Yield: fries for 4 people

4 medium Yukon Gold or 3 smallish Russet potatoes (I find these to be equivalent in size, although the specific size isn’t terribly important)
3 to 4 tablespoons olive oil
Fine sea salt

Heat oven to 450 degrees F.

Peel your potatoes if you wish; scrub them well if you do not. Cut potatoes into just-shy-of 1/2-inch batons. Place in a large pot and cover with an inch or two of water. Set heat to high and set timer for 10 minutes. If potatoes come to a boil in this time (mine usually do not), reduce the heat to medium. Otherwise, when timer rings, whether or not the potatoes have boiled, test one. You’re looking for a very “al dente” potato — one that is too firm to eat enjoyable, but has no crunch left. A good sign that they’re not too cooked is when you roughly tumble them into a colander, only one or two break.
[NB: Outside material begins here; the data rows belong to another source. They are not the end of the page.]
//! In-memory client that records every call.
//!
//! Used to exercise the reporting pass without a backend. Calls are kept in
//! order so tests can check nesting and start/finish pairing, and individual
//! item names can be made to fail to simulate backend errors.

use std::collections::HashSet;
use std::sync::Mutex;

use async_trait::async_trait;

use super::{
    ClientError, ClientResult, FinishItem, FinishLaunch, ItemDescriptor, ItemId, LaunchOptions,
    LaunchReceipt, LogEntry, LogLevel, ReportClient,
};
use crate::attachment::Attachment;
use crate::model::{ItemType, ReportStatus};

/// One recorded client call.
#[derive(Debug, Clone, PartialEq)]
pub enum ClientCall {
    StartLaunch {
        id: ItemId,
        name: String,
    },
    StartItem {
        id: ItemId,
        name: String,
        item_type: ItemType,
        parent: Option<ItemId>,
    },
    FinishItem {
        id: ItemId,
        status: ReportStatus,
    },
    SendLog {
        item: ItemId,
        level: LogLevel,
        message: String,
        attachment: Option<String>,
    },
    FinishLaunch {
        id: ItemId,
        status: ReportStatus,
    },
}

#[derive(Default)]
struct State {
    calls: Vec<ClientCall>,
    started: HashSet<ItemId>,
    next_id: usize,
    clock: i64,
}

/// Client keeping every call in memory.
#[derive(Default)]
pub struct RecordingClient {
    state: Mutex<State>,
    failing_names: Vec<String>,
    fail_launch: bool,
}

impl RecordingClient {
    pub fn new() -> Self {
        Self::default()
    }

    /// Makes `start_test_item` fail for items whose name contains `needle`.
    pub fn fail_on_start(mut self, needle: impl Into<String>) -> Self {
        self.failing_names.push(needle.into());
        self
    }

    /// Makes `start_launch` fail.
    pub fn fail_launch(mut self) -> Self {
        self.fail_launch = true;
        self
    }

    /// All calls in the order they were made.
    pub fn calls(&self) -> Vec<ClientCall> {
        self.state.lock().unwrap().calls.clone()
    }

    /// Id of the first started item with exactly this name.
    pub fn item_named(&self, name: &str) -> Option<ItemId> {
        self.calls().into_iter().find_map(|call| match call {
            ClientCall::StartItem { id, name: n, .. } if n == name => Some(id),
            _ => None,
        })
    }

    /// Number of `start_test_item` calls whose name equals `name`.
    pub fn start_count(&self, name: &str) -> usize {
        self.calls()
            .iter()
            .filter(|call| matches!(call, ClientCall::StartItem { name: n, .. } if n == name))
            .count()
    }

    /// Parent of a started item.
    pub fn parent_of(&self, item: &ItemId) -> Option<ItemId> {
        self.calls().into_iter().find_map(|call| match call {
            ClientCall::StartItem { id, parent, .. } if &id == item => parent,
            _ => None,
        })
    }

    /// Status the item was finished with, if it was finished.
    pub fn finished_status(&self, item: &ItemId) -> Option<ReportStatus> {
        self.calls().into_iter().find_map(|call| match call {
            ClientCall::FinishItem { id, status } if &id == item => Some(status),
            _ => None,
        })
    }

    /// Log calls made for an item, in order.
    pub fn logs_for(&self, item: &ItemId) -> Vec<ClientCall> {
        self.calls()
            .into_iter()
            .filter(|call| matches!(call, ClientCall::SendLog { item: i, .. } if i == item))
            .collect()
    }

    fn next_id(state: &mut State, prefix: &str) -> ItemId {
        state.next_id += 1;
        ItemId::new(format!("{}-{}", prefix, state.next_id))
    }
}

#[async_trait]
impl ReportClient for RecordingClient {
    async fn start_launch(&self, options: &LaunchOptions) -> ClientResult<ItemId> {
        if self.fail_launch {
            return Err(ClientError::Rejected("launch refused".to_string()));
        }

        let mut state = self.state.lock().unwrap();
        let id = Self::next_id(&mut state, "launch");
        state.started.insert(id.clone());
        state.calls.push(ClientCall::StartLaunch {
            id: id.clone(),
            name: options.name.clone(),
        });
        Ok(id)
    }

    async fn start_test_item(
        &self,
        item: &ItemDescriptor,
        launch: &ItemId,
        parent: Option<&ItemId>,
    ) -> ClientResult<ItemId> {
        if self.failing_names.iter().any(|n| item.name.contains(n.as_str())) {
            return Err(ClientError::Rejected(format!("cannot start '{}'", item.name)));
        }

        let mut state = self.state.lock().unwrap();
        if !state.started.contains(launch) {
            return Err(ClientError::UnknownItem(launch.to_string()));
        }
        if let Some(parent) = parent
            && !state.started.contains(parent)
        {
            return Err(ClientError::UnknownItem(parent.to_string()));
        }

        let id = Self::next_id(&mut state, "item");
        state.started.insert(id.clone());
        state.calls.push(ClientCall::StartItem {
            id: id.clone(),
            name: item.name.clone(),
            item_type: item.item_type,
            parent: parent.cloned(),
        });
        Ok(id)
    }

    async fn finish_test_item(&self, item: &ItemId, finish: &FinishItem) -> ClientResult<()> {
        let mut state = self.state.lock().unwrap();
        if !state.started.contains(item) {
            return Err(ClientError::UnknownItem(item.to_string()));
        }
        state.calls.push(ClientCall::FinishItem {
            id: item.clone(),
            status: finish.status.clone(),
        });
        Ok(())
    }

    async fn send_log(
        &self,
        item: &ItemId,
        entry: &LogEntry,
        attachment: Option<&Attachment>,
    ) -> ClientResult<()> {
        let mut state = self.state.lock().unwrap();
        if !state.started.contains(item) {
            return Err(ClientError::UnknownItem(item.to_string()));
        }
        state.calls.push(ClientCall::SendLog {
            item: item.clone(),
            level: entry.level,
            message: entry.message.clone(),
            attachment: attachment.map(|a| a.name.clone()),
        });
        Ok(())
    }

    async fn finish_launch(
        &self,
        launch: &ItemId,
        finish: &FinishLaunch,
    ) -> ClientResult<LaunchReceipt> {
        let mut state = self.state.lock().unwrap();
        if !state.started.contains(launch) {
            return Err(ClientError::UnknownItem(launch.to_string()));
        }
        state.calls.push(ClientCall::FinishLaunch {
            id: launch.clone(),
            status: finish.status.clone(),
        });
        Ok(LaunchReceipt {
            link: format!("memory://launches/{}", launch),
        })
    }

    /// Monotonic fake clock so recorded runs are deterministic.
    fn now(&self) -> i64 {
        let mut state = self.state.lock().unwrap();
        state.clock += 1;
        state.clock
    }
}

#[cfg(test)]
mod tests {
    use super::*;

    fn launch_options() -> LaunchOptions {
        LaunchOptions {
            name: "run".to_string(),
            description: String::new(),
            attributes: Vec::new(),
            rerun: false,
            rerun_of: None,
            start_time: 0,
        }
    }

    #[tokio::test]
    async fn test_records_calls_in_order() {
        let client = RecordingClient::new();
        let launch = client.start_launch(&launch_options()).await.unwrap();
        let suite = client
            .start_test_item(&ItemDescriptor::new("S1", ItemType::Suite, 1), &launch, None)
            .await
            .unwrap();
        client
            .finish_test_item(
                &suite,
                &FinishItem {
                    end_time: 2,
                    status: ReportStatus::Passed,
                },
            )
            .await
            .unwrap();

        assert_eq!(client.calls().len(), 3);
        assert_eq!(client.item_named("S1"), Some(suite.clone()));
        assert_eq!(client.finished_status(&suite), Some(ReportStatus::Passed));
    }

    #[tokio::test]
    async fn test_fail_on_start_rejects_matching_names() {
        let client = RecordingClient::new().fail_on_start("broken");
        let launch = client.start_launch(&launch_options()).await.unwrap();
        let result = client
            .start_test_item(
                &ItemDescriptor::new("a broken suite", ItemType::Suite, 1),
                &launch,
                None,
            )
            .await;

        assert!(matches!(result, Err(ClientError::Rejected(_))));
        assert_eq!(client.start_count("a broken suite"), 0);
    }

    #[tokio::test]
    async fn test_unknown_parent_is_rejected() {
        let client = RecordingClient::new();
        let launch = client.start_launch(&launch_options()).await.unwrap();
        let ghost = ItemId::new("ghost");
        let result = client
            .start_test_item(
                &ItemDescriptor::new("T", ItemType::Test, 1),
                &launch,
                Some(&ghost),
            )
            .await;

        assert!(matches!(result, Err(ClientError::UnknownItem(_))));
    }

    #[test]
    fn test_clock_is_monotonic() {
        let client = RecordingClient::new();
        let first = client.now();
        assert!(client.now() > first);
    }
}
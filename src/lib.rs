//! treeport: mirror a test run into a hierarchical run report.
//!
//! A test runner emits lifecycle events (suite entered, step passed, test
//! failed, run finished). treeport collects them and, when the run ends,
//! reports one launch to a reporting backend:
//!
//! ```text
//! Launch → Suite → Test → (MetaStep →)* Step
//! ```
//!
//! # Architecture
//!
//! - **Listener**: the runner-facing callbacks ([`RunListener`])
//! - **Aggregator**: collects suites, tests and steps until the run ends
//! - **Report**: the reporting pass and the meta-step resolver
//! - **Client**: the backend seam ([`ReportClient`]) with journaling and
//!   in-memory implementations
//! - **Attachment**: failure screenshots and screen recordings
//!
//! # Example
//!
//! ```no_run
//! use std::sync::Arc;
//! use treeport::attachment::AttachmentCollector;
//! use treeport::client::JournalClient;
//! use treeport::{ReportPortalPlugin, RunListener, load_config};
//!
//! #[tokio::main]
//! async fn main() -> anyhow::Result<()> {
//!     let config = load_config(std::path::Path::new("treeport.toml"))?;
//!     let client = JournalClient::create("journal.jsonl", &config.reporter.endpoint, &config.reporter.project).await?;
//!     let attachments = AttachmentCollector::new(
//!         config.artifacts.output_path(),
//!         config.artifacts.record_path(),
//!     );
//!     let plugin = ReportPortalPlugin::new(config, Arc::new(client), attachments);
//!     // ... forward runner events ...
//!     plugin.on_run_complete().await;
//!     Ok(())
//! }
//! ```

pub mod aggregator;
pub mod attachment;
pub mod client;
pub mod config;
pub mod listener;
pub mod model;
pub mod plugin;
pub mod report;

// Re-export commonly used types
pub use client::{ItemId, ReportClient};
pub use config::{Config, load_config};
pub use listener::{RunListener, RunnerEvent, dispatch};
pub use model::{AggregatedResult, ErrorInfo, MetaStep, ReportStatus, Step, Suite, Test};
pub use plugin::ReportPortalPlugin;
pub use report::{PassSummary, ReportError, run_reporting_pass};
Meanwhile, coat a large baking sheet with 2 to 3 tablespoons of olive oil and place it in the oven for a few minutes, so the oil gets very hot and rolls easily around the pan.

Drain your potatoes and immediately spread them on oiled baking sheet in one layer. Drizzle with last tablespoon of olive oil, sprinkle with salt and roast for 20 minutes, until golden underneath. Toss potatoes around to encourage them to color evenly and return them to the oven for another 5 minutes. Repeat this 1 or 2 more times (for me, 30 minutes total roasting time is the sweet spot), until your “fries” are deeply golden, brown at the edges and impossible not to eat.

Season with more salt while they’re hot, pile them on a platter and dig in.